TASK TO COMPLETE ▸ When a line of the records below contains the string "ApiConfig", copy that whole line.
-- RECORDS FOR THIS EXERCISE follows --
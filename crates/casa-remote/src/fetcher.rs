use casa_proto::protocol::NowPlayingSnapshot;
use tokio_util::sync::CancellationToken;
use tracing::debug;

use crate::api::{NowPlayingResponse, ZoneApi};
use crate::error::SyncError;

/// Outcome of one conditional now-playing fetch.
#[derive(Debug, Clone)]
pub enum FetchOutcome {
    /// 304; keep the snapshot and validator we have.
    Unchanged,
    Updated {
        snapshot: NowPlayingSnapshot,
        etag: Option<String>,
    },
    Failed(SyncError),
    /// The subscription went away while the request was in flight.
    Cancelled,
}

/// Issue a single `GET /zones/{zone}/nowplaying`, abandoning it as soon as
/// `cancel` fires.  Never retries.
pub async fn fetch_now_playing(
    api: &dyn ZoneApi,
    zone: &str,
    etag: Option<&str>,
    cancel: &CancellationToken,
) -> FetchOutcome {
    let res = tokio::select! {
        biased;
        _ = cancel.cancelled() => return FetchOutcome::Cancelled,
        res = api.now_playing(zone, etag) => res,
    };

    match res {
        Ok(NowPlayingResponse::NotModified) => {
            debug!("nowplaying {}: not modified", zone);
            FetchOutcome::Unchanged
        }
        Ok(NowPlayingResponse::Document { document, etag }) => FetchOutcome::Updated {
            snapshot: NowPlayingSnapshot::from_document(&document),
            etag,
        },
        Err(SyncError::Cancelled) => FetchOutcome::Cancelled,
        Err(e) => FetchOutcome::Failed(e),
    }
}
//! Boundary to the zone HTTP API and the external media services.
//!
//! The engine only talks to these traits; `HttpZoneApi` and
//! `HttpExternalMedia` are the production implementations.

use async_trait::async_trait;
use casa_proto::config::ApiConfig;
use casa_proto::protocol::{NowPlayingDocument, PlayerAction, ZoneSummary};
use reqwest::header::{HeaderValue, ETAG, IF_NONE_MATCH};
use reqwest::{StatusCode, Url};
use tracing::debug;

use crate::canvas::{self, CanvasMeta};
use crate::error::{SyncError, SyncResult};

const USER_AGENT: &str = concat!("casa-remote/", env!("CARGO_PKG_VERSION"));

/// Result of a conditional now-playing request.
#[derive(Debug, Clone)]
pub enum NowPlayingResponse {
    /// 304: the validator still matches.
    NotModified,
    Document {
        document: NowPlayingDocument,
        etag: Option<String>,
    },
}

#[async_trait]
pub trait ZoneApi: Send + Sync {
    /// `GET /zones/{zone}/nowplaying`, conditional on `etag` when given.
    async fn now_playing(&self, zone: &str, etag: Option<&str>) -> SyncResult<NowPlayingResponse>;

    /// `GET /zones/{zone}/player/{action}`; the body is ignored.
    async fn player_action(&self, zone: &str, action: PlayerAction) -> SyncResult<()>;

    /// `GET /zones/{zone}?Volume={volume}`.
    async fn set_volume(&self, zone: &str, volume: u8) -> SyncResult<()>;

    /// `GET /zones/{zone}`, used to read the current volume on demand.
    async fn zone(&self, zone: &str) -> SyncResult<ZoneSummary>;

    /// `GET /zones`.
    async fn zones(&self) -> SyncResult<Vec<ZoneSummary>>;
}

#[async_trait]
pub trait ExternalMedia: Send + Sync {
    /// Canvas lookup for a streaming track id.  Never fails: any error is
    /// reported as "no canvas".
    async fn canvas(&self, endpoint: &str, track_id: &str) -> CanvasMeta;

    /// Raw artwork bytes for palette extraction.
    async fn artwork(&self, uri: &str) -> SyncResult<Vec<u8>>;
}

fn build_client(config: &ApiConfig) -> anyhow::Result<reqwest::Client> {
    Ok(reqwest::Client::builder()
        .user_agent(USER_AGENT)
        .timeout(config.request_timeout())
        .build()?)
}

// ── Zone API ──────────────────────────────────────────────────────────────────

#[derive(Debug, Clone)]
pub struct HttpZoneApi {
    client: reqwest::Client,
    base: Url,
}

impl HttpZoneApi {
    pub fn new(config: &ApiConfig) -> anyhow::Result<Self> {
        let base = Url::parse(config.base_url.trim())?;
        if base.cannot_be_a_base() {
            anyhow::bail!("API base URL cannot carry a path: {}", base);
        }
        Ok(Self {
            client: build_client(config)?,
            base,
        })
    }

    /// `base` + percent-encoded path segments.
    fn endpoint(&self, segments: &[&str]) -> Url {
        let mut url = self.base.clone();
        if let Ok(mut path) = url.path_segments_mut() {
            path.pop_if_empty().extend(segments);
        }
        url
    }

    async fn get_ok(&self, url: Url) -> SyncResult<reqwest::Response> {
        let resp = self.client.get(url).send().await?;
        if !resp.status().is_success() {
            return Err(SyncError::http(resp.status()));
        }
        Ok(resp)
    }
}

#[async_trait]
impl ZoneApi for HttpZoneApi {
    async fn now_playing(&self, zone: &str, etag: Option<&str>) -> SyncResult<NowPlayingResponse> {
        let url = self.endpoint(&["zones", zone, "nowplaying"]);
        let mut req = self.client.get(url);
        if let Some(tag) = etag.and_then(|t| HeaderValue::from_str(t).ok()) {
            req = req.header(IF_NONE_MATCH, tag);
        }

        let resp = req.send().await?;
        if resp.status() == StatusCode::NOT_MODIFIED {
            return Ok(NowPlayingResponse::NotModified);
        }
        if !resp.status().is_success() {
            return Err(SyncError::http(resp.status()));
        }

        let etag = resp
            .headers()
            .get(ETAG)
            .and_then(|v| v.to_str().ok())
            .map(str::to_string);
        let body = resp.text().await?;
        let document = serde_json::from_str(&body)?;
        Ok(NowPlayingResponse::Document { document, etag })
    }

    async fn player_action(&self, zone: &str, action: PlayerAction) -> SyncResult<()> {
        let url = self.endpoint(&["zones", zone, "player", action.as_str()]);
        debug!("Control request: {}", url);
        self.get_ok(url).await?;
        Ok(())
    }

    async fn set_volume(&self, zone: &str, volume: u8) -> SyncResult<()> {
        let mut url = self.endpoint(&["zones", zone]);
        url.query_pairs_mut()
            .append_pair("Volume", &volume.min(100).to_string());
        self.get_ok(url).await?;
        Ok(())
    }

    async fn zone(&self, zone: &str) -> SyncResult<ZoneSummary> {
        let resp = self.get_ok(self.endpoint(&["zones", zone])).await?;
        let body = resp.text().await?;
        Ok(serde_json::from_str(&body)?)
    }

    async fn zones(&self) -> SyncResult<Vec<ZoneSummary>> {
        let resp = self.get_ok(self.endpoint(&["zones"])).await?;
        let body = resp.text().await?;
        Ok(serde_json::from_str(&body)?)
    }
}

// ── Canvas + artwork ──────────────────────────────────────────────────────────

#[derive(Debug, Clone)]
pub struct HttpExternalMedia {
    client: reqwest::Client,
}

impl HttpExternalMedia {
    pub fn new(config: &ApiConfig) -> anyhow::Result<Self> {
        Ok(Self {
            client: build_client(config)?,
        })
    }

    async fn try_canvas(&self, endpoint: &str, track_id: &str) -> SyncResult<CanvasMeta> {
        let url = canvas::lookup_url(endpoint, track_id)?;
        let resp = self.client.get(url).send().await?;
        if !resp.status().is_success() {
            return Err(SyncError::http(resp.status()));
        }
        let content_type = resp
            .headers()
            .get(reqwest::header::CONTENT_TYPE)
            .and_then(|v| v.to_str().ok())
            .unwrap_or("")
            .to_ascii_lowercase();
        let body = resp.text().await?;
        canvas::parse_canvas_body(&content_type, &body)
    }
}

#[async_trait]
impl ExternalMedia for HttpExternalMedia {
    async fn canvas(&self, endpoint: &str, track_id: &str) -> CanvasMeta {
        match self.try_canvas(endpoint, track_id).await {
            Ok(meta) => meta,
            Err(e) => {
                debug!("Canvas lookup for {} failed: {}", track_id, e);
                CanvasMeta::not_found()
            }
        }
    }

    async fn artwork(&self, uri: &str) -> SyncResult<Vec<u8>> {
        let resp = self.client.get(uri).send().await?;
        if !resp.status().is_success() {
            return Err(SyncError::http(resp.status()));
        }
        Ok(resp.bytes().await?.to_vec())
    }
}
-- RECORDS FOR THIS EXERCISE concluded --
ANSWER FOR THIS EXERCISE ▸
use casa_proto::config::ApiConfig;
fn build_client(config: &ApiConfig) -> anyhow::Result<reqwest::Client> {
    pub fn new(config: &ApiConfig) -> anyhow::Result<Self> {
    pub fn new(config: &ApiConfig) -> anyhow::Result<Self> {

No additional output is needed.